== Segment start ==
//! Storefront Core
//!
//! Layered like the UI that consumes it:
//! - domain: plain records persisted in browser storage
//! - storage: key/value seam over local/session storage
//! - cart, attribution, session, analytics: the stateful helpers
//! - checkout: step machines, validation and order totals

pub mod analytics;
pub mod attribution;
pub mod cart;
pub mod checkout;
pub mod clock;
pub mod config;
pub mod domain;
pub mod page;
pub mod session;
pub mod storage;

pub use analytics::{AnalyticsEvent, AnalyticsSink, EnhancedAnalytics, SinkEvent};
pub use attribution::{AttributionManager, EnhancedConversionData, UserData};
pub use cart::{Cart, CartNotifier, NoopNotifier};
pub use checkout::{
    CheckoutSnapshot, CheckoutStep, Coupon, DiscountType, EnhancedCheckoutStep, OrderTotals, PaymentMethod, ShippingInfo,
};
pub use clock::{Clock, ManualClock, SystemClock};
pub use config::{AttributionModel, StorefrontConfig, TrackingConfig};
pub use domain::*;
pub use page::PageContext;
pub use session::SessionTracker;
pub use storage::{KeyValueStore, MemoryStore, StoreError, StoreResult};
== Segment end ==
== Segment start ==
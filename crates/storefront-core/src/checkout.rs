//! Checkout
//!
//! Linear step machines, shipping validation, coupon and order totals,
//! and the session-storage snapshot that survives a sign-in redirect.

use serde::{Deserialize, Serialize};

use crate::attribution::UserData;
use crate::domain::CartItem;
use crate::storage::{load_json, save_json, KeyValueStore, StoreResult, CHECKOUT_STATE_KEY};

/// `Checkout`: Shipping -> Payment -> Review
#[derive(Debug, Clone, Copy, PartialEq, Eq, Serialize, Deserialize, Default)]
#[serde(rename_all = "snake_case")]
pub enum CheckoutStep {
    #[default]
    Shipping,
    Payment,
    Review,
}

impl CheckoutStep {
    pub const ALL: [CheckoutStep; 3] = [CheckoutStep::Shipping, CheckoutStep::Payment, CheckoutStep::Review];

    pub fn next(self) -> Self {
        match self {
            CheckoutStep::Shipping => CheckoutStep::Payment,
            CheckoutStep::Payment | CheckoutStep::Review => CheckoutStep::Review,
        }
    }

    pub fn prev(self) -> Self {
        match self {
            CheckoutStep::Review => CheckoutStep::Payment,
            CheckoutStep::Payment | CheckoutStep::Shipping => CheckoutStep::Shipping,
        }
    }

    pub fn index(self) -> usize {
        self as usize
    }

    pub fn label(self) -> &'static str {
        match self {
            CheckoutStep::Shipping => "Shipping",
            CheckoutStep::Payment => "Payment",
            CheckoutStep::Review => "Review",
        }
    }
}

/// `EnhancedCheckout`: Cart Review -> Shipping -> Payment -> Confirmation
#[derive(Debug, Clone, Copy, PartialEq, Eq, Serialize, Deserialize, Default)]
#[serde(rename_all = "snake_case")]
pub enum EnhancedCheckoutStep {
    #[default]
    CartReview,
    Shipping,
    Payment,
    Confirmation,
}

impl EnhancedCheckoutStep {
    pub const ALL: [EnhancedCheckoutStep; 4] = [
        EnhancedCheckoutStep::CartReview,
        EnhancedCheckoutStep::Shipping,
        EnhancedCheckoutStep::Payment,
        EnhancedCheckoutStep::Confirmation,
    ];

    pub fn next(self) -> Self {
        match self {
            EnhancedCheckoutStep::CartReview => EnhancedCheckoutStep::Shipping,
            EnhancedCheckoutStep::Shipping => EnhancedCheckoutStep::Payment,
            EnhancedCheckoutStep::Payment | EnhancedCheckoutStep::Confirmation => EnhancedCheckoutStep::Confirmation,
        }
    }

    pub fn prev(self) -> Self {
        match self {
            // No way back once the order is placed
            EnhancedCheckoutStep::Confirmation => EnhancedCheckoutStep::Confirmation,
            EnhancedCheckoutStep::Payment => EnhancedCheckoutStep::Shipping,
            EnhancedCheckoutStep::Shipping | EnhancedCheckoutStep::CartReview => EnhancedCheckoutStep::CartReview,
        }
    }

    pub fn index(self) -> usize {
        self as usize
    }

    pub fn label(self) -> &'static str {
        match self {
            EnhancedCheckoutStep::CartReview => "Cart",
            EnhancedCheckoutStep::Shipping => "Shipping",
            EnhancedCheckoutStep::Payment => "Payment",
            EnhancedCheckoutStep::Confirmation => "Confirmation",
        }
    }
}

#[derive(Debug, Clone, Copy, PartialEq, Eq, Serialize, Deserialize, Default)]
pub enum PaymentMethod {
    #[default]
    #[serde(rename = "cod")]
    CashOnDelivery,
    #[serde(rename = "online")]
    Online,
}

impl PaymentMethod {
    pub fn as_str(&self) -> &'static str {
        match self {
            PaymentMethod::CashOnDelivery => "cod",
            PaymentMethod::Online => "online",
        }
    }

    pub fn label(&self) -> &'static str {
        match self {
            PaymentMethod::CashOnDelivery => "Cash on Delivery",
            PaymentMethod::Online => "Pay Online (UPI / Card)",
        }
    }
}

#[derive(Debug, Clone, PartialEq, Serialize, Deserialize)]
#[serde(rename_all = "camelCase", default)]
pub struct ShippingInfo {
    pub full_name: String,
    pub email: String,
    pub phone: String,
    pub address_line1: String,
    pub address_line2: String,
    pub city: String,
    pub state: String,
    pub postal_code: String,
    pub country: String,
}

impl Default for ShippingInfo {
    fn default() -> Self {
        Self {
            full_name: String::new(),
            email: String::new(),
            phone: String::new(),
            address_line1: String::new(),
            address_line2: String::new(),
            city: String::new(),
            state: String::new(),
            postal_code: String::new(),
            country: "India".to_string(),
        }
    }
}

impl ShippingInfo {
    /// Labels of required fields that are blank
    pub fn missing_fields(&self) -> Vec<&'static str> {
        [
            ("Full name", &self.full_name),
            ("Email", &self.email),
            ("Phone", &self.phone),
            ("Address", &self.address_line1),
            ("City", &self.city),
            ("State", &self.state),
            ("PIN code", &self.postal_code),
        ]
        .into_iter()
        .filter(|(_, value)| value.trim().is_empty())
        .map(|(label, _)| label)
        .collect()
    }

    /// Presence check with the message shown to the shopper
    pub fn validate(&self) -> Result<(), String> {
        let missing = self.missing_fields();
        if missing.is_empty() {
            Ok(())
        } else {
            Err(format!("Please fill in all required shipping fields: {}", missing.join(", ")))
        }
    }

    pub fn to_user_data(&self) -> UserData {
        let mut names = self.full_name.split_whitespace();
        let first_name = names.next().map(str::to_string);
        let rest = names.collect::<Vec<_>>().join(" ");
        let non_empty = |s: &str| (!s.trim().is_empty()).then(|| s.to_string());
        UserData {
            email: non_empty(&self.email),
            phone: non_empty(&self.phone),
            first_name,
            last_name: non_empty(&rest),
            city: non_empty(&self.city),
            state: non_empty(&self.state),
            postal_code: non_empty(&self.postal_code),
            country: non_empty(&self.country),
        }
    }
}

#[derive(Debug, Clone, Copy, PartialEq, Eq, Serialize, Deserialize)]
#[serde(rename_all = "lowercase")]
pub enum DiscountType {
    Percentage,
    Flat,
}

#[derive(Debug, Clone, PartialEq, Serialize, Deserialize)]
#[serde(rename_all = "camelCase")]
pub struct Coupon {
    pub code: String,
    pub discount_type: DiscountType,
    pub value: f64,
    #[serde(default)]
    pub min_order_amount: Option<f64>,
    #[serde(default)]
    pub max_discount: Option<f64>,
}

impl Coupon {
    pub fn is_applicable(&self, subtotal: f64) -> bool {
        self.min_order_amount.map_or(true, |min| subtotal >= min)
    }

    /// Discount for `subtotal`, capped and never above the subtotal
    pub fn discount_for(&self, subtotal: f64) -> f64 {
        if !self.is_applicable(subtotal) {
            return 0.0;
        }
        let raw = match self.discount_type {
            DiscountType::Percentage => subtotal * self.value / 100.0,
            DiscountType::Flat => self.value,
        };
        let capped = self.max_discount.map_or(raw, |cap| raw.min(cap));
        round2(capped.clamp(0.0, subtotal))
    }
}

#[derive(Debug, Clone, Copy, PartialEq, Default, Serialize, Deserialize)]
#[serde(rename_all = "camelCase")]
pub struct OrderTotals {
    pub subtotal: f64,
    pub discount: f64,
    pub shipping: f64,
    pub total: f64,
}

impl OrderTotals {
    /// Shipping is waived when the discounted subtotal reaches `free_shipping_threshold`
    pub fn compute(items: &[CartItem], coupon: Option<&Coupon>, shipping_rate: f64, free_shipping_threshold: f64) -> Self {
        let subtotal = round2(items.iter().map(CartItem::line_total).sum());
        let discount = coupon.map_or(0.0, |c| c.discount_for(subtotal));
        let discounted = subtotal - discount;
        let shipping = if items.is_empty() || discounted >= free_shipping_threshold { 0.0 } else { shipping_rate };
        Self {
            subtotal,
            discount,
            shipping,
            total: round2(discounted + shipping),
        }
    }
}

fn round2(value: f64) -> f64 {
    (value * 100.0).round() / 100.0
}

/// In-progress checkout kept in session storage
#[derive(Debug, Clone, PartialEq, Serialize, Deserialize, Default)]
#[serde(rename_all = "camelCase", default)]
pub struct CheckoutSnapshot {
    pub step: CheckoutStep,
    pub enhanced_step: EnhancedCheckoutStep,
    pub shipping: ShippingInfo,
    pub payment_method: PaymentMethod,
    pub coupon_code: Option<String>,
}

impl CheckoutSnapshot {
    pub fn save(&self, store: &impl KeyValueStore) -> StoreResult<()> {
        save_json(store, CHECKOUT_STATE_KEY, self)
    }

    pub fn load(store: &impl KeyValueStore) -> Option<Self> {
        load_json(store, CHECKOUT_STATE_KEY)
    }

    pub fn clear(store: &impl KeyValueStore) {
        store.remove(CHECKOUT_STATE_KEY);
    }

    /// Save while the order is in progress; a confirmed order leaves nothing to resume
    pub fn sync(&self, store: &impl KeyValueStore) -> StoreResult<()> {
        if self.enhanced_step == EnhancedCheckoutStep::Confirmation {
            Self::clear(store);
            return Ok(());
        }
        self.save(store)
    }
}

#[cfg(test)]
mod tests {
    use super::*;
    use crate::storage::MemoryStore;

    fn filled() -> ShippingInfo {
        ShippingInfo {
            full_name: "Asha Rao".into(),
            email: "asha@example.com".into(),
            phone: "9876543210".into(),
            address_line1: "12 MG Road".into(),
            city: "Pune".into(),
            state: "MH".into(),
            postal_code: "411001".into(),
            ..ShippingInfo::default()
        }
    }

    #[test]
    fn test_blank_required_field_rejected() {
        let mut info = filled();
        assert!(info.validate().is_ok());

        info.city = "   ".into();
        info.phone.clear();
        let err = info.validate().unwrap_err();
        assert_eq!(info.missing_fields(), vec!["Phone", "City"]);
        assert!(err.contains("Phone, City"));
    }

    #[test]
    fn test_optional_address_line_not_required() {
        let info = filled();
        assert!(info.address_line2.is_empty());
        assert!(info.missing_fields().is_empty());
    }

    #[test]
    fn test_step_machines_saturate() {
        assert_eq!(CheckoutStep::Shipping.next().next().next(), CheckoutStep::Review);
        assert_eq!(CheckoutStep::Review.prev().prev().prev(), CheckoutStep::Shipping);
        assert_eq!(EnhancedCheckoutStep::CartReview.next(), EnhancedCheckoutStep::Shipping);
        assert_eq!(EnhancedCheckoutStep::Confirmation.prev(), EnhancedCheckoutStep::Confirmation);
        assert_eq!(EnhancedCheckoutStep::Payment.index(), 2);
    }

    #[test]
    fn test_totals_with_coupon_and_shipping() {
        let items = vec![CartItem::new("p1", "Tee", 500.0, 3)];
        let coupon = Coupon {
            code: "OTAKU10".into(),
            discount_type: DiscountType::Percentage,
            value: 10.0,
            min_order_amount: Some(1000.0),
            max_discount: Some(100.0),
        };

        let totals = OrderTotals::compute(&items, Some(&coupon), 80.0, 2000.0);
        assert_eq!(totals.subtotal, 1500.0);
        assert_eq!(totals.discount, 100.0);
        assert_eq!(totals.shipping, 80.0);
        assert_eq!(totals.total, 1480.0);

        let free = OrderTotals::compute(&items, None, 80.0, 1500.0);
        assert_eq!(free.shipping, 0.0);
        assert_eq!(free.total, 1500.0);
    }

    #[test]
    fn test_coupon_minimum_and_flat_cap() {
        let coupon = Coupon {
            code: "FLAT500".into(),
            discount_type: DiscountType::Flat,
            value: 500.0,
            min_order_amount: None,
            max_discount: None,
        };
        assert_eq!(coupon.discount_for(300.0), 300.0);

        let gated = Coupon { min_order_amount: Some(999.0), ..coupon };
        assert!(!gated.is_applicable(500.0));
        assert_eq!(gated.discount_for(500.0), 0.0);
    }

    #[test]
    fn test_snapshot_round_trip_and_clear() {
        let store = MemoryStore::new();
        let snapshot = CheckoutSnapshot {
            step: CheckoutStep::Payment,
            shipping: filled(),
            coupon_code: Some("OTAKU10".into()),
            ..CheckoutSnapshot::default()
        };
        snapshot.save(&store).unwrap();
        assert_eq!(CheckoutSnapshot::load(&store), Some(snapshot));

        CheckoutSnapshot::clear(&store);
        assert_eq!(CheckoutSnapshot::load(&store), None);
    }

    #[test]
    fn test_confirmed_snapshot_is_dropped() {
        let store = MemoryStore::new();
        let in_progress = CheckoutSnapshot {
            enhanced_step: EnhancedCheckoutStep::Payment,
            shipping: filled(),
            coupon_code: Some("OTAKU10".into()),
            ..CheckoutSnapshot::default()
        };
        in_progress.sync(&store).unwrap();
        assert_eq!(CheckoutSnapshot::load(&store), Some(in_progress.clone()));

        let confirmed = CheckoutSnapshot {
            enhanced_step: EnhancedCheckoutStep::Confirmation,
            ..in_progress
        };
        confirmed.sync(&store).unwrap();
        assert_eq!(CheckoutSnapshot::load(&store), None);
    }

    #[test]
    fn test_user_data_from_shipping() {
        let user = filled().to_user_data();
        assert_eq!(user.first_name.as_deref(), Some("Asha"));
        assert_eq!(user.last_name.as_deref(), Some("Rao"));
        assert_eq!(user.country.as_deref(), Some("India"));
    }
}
== Segment end ==
== Segment start ==
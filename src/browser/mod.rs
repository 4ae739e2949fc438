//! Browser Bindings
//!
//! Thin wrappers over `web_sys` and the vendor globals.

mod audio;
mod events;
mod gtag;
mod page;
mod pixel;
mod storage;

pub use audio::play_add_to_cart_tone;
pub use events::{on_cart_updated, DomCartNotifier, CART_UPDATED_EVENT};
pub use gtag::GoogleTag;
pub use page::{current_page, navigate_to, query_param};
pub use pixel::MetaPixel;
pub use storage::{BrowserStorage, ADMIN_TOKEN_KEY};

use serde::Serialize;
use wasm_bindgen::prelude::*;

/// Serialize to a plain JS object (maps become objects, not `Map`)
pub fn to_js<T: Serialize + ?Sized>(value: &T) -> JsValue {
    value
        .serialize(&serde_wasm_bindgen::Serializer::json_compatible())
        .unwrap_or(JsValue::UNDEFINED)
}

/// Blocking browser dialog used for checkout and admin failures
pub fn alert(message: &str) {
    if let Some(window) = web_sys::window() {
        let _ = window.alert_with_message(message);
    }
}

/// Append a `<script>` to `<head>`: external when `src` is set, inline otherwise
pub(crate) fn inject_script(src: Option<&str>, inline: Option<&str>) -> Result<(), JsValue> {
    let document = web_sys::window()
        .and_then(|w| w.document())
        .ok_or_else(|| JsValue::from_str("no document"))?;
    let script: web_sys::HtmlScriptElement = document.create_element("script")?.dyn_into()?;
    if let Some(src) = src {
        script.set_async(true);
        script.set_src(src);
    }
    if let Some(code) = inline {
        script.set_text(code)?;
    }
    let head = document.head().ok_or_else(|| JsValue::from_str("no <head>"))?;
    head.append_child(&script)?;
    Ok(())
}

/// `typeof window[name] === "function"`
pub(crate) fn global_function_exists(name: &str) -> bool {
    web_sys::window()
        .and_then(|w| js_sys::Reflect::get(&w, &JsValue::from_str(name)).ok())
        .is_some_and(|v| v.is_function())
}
== Segment end ==
Task requirements:
Each line carrying the string "CartItem" should be copied out from the entries.

Answer to the problem:
use crate::domain::CartItem;
    pub fn compute(items: &[CartItem], coupon: Option<&Coupon>, shipping_rate: f64, free_shipping_threshold: f64) -> Self {
        let subtotal = round2(items.iter().map(CartItem::line_total).sum());
        let items = vec![CartItem::new("p1", "Tee", 500.0, 3)];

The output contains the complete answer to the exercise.